# Description of the task:
Repeat the listing below word for word, stopping after the line that contains "use crate::registers::BLOCKS;".

# Supplied records:
● ● ● ● ●

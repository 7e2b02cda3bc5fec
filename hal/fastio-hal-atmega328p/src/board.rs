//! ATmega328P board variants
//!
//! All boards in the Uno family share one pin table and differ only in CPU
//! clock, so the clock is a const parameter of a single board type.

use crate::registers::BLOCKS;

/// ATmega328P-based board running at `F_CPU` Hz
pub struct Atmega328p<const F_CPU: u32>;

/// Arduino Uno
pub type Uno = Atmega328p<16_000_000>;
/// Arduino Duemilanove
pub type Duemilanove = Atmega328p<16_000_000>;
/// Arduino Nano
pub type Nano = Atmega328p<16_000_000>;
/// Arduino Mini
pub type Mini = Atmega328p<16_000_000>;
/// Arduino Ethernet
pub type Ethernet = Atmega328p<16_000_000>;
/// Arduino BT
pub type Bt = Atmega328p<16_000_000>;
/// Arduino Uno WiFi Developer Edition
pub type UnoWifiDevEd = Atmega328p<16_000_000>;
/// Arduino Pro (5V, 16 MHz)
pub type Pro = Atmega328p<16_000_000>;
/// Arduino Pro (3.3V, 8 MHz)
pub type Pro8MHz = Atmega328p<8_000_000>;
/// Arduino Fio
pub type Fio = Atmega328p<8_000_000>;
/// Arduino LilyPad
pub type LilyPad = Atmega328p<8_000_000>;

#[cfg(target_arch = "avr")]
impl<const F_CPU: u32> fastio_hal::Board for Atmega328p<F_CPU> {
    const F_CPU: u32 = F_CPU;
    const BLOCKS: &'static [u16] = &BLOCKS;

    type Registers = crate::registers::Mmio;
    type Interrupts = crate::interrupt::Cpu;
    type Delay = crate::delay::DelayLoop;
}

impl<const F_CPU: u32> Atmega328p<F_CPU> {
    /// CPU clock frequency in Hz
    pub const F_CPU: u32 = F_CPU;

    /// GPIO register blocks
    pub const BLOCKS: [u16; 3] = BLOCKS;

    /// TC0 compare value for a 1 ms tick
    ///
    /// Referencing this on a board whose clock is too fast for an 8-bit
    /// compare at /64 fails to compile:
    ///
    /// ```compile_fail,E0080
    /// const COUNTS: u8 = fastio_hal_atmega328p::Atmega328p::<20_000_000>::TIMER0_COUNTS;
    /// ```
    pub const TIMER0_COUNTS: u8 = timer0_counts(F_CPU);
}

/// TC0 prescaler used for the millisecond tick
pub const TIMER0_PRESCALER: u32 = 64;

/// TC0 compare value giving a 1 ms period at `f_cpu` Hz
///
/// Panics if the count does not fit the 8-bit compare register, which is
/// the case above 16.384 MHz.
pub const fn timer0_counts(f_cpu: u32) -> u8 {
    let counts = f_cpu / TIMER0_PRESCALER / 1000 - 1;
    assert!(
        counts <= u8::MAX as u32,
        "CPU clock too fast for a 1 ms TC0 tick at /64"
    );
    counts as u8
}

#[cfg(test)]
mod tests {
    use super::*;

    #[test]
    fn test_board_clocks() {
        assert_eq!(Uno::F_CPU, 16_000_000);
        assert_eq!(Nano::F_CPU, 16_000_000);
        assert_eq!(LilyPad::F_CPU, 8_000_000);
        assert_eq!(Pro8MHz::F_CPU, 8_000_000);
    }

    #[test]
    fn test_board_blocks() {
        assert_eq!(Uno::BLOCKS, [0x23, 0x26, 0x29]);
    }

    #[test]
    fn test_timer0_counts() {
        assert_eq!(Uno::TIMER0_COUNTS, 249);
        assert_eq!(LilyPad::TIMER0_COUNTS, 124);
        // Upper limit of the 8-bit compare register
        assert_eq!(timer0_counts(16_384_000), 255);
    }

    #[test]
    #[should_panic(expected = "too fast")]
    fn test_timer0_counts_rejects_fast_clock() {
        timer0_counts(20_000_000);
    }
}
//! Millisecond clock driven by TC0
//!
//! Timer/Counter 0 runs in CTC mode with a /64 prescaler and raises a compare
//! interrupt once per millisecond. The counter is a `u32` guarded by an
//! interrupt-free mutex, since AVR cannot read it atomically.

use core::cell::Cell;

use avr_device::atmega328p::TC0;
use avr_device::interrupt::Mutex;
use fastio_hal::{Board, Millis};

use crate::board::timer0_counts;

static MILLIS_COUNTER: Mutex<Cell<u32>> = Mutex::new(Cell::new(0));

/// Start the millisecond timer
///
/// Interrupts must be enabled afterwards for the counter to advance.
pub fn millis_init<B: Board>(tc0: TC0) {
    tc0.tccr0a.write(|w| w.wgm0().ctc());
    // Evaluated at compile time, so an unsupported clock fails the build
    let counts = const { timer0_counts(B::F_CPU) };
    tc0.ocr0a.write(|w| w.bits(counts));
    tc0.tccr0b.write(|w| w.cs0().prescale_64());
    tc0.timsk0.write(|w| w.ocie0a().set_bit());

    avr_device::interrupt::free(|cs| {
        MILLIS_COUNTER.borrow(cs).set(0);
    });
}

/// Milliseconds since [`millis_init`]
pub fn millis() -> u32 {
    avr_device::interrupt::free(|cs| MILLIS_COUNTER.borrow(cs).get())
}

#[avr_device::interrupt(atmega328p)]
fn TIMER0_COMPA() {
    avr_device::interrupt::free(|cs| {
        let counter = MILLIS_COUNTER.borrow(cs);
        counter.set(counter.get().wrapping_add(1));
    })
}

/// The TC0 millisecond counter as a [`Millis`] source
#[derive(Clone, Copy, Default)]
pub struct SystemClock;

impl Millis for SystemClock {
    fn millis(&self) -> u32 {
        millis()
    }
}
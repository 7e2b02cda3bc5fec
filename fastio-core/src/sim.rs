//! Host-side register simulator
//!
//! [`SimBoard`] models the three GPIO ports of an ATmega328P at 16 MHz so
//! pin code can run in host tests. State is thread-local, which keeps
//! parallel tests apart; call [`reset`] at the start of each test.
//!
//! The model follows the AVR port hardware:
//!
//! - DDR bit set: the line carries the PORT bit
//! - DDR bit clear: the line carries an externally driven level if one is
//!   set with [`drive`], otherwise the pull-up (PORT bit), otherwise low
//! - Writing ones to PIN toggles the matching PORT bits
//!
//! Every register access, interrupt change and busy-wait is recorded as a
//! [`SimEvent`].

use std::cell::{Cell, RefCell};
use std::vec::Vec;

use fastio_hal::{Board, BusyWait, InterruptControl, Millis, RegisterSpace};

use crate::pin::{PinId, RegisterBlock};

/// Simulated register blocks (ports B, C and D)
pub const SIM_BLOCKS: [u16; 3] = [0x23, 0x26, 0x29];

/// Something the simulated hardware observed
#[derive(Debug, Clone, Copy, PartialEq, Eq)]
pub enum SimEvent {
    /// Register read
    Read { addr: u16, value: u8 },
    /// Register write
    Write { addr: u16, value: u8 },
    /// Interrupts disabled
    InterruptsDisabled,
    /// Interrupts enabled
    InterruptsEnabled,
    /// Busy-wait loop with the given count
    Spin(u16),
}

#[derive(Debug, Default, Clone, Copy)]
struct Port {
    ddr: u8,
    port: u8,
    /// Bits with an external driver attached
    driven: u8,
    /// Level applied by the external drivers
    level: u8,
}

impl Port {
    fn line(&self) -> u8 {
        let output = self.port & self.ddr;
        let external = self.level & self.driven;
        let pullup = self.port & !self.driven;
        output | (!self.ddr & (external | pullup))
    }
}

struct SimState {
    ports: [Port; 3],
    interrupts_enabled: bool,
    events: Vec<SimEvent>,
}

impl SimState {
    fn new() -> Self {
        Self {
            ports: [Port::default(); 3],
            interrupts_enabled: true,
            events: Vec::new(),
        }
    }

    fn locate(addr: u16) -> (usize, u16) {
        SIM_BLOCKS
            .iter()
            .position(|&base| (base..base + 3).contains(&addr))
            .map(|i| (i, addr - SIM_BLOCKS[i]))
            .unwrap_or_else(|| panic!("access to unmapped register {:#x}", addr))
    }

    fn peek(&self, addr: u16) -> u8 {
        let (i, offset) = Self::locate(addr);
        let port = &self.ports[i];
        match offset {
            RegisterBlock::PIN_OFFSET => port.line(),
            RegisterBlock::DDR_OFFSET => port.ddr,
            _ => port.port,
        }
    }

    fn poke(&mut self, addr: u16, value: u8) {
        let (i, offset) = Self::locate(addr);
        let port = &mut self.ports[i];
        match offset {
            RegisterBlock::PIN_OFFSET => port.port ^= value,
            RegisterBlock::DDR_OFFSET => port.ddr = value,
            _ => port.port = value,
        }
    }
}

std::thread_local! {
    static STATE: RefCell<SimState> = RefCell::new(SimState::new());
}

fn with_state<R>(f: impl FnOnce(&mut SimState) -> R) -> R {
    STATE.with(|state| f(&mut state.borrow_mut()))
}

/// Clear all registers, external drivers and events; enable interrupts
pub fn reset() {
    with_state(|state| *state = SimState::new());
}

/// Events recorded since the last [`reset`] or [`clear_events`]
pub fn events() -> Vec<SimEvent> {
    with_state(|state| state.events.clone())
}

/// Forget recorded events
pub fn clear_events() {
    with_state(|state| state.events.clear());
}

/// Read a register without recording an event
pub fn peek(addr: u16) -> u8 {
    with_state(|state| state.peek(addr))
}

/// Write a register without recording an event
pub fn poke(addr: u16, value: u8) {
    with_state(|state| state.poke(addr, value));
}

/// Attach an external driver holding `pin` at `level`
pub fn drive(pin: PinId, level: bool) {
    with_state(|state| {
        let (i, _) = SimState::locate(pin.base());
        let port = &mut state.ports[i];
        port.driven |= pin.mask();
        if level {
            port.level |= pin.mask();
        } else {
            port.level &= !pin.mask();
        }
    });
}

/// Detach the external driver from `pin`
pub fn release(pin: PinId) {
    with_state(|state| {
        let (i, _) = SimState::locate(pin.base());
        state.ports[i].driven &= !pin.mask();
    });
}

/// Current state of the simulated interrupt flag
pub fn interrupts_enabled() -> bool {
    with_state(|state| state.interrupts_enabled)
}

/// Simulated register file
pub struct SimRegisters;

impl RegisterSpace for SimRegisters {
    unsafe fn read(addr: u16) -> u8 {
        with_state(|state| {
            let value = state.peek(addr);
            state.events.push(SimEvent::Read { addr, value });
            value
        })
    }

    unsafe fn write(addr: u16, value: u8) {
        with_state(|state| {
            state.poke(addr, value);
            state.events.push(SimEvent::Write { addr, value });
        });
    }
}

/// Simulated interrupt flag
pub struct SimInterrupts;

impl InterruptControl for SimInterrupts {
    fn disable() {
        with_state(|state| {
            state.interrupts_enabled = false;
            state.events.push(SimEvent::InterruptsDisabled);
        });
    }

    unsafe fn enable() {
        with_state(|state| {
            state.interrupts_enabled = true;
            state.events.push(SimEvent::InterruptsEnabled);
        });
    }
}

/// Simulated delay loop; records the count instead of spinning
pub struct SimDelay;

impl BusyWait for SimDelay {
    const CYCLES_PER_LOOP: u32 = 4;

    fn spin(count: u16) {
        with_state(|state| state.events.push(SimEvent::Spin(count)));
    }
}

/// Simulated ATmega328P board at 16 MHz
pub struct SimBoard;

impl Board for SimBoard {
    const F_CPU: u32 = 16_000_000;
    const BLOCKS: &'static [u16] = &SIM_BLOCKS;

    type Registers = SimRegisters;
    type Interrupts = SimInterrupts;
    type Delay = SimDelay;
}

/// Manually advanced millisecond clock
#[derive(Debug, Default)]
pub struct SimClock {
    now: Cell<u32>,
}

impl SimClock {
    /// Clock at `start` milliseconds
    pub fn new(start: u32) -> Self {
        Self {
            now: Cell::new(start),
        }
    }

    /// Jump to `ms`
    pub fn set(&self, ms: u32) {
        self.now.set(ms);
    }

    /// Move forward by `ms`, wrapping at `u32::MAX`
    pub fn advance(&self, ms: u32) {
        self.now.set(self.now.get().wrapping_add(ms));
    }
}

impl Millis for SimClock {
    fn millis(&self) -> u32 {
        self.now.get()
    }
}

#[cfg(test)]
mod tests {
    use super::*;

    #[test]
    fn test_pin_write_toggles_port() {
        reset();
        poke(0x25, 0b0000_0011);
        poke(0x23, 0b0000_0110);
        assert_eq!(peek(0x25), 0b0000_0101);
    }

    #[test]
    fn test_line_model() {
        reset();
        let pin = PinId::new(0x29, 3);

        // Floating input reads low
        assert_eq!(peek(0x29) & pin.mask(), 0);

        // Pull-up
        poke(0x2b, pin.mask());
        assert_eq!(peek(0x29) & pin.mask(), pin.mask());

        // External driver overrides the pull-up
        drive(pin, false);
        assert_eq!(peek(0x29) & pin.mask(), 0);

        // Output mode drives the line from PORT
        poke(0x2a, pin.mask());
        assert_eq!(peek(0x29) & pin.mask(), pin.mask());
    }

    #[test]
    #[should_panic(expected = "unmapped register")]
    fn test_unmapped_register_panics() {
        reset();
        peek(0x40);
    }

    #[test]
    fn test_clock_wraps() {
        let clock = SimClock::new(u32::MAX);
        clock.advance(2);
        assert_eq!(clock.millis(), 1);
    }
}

● ● ● ● ●

# Reply to the task:
repository 7e2b02cda3bc5fec
filename hal/fastio-hal-atmega328p/src/board.rs
//! ATmega328P board variants
//!
//! All boards in the Uno family share one pin table and differ only in CPU
//! clock, so the clock is a const parameter of a single board type.

use crate::registers::BLOCKS;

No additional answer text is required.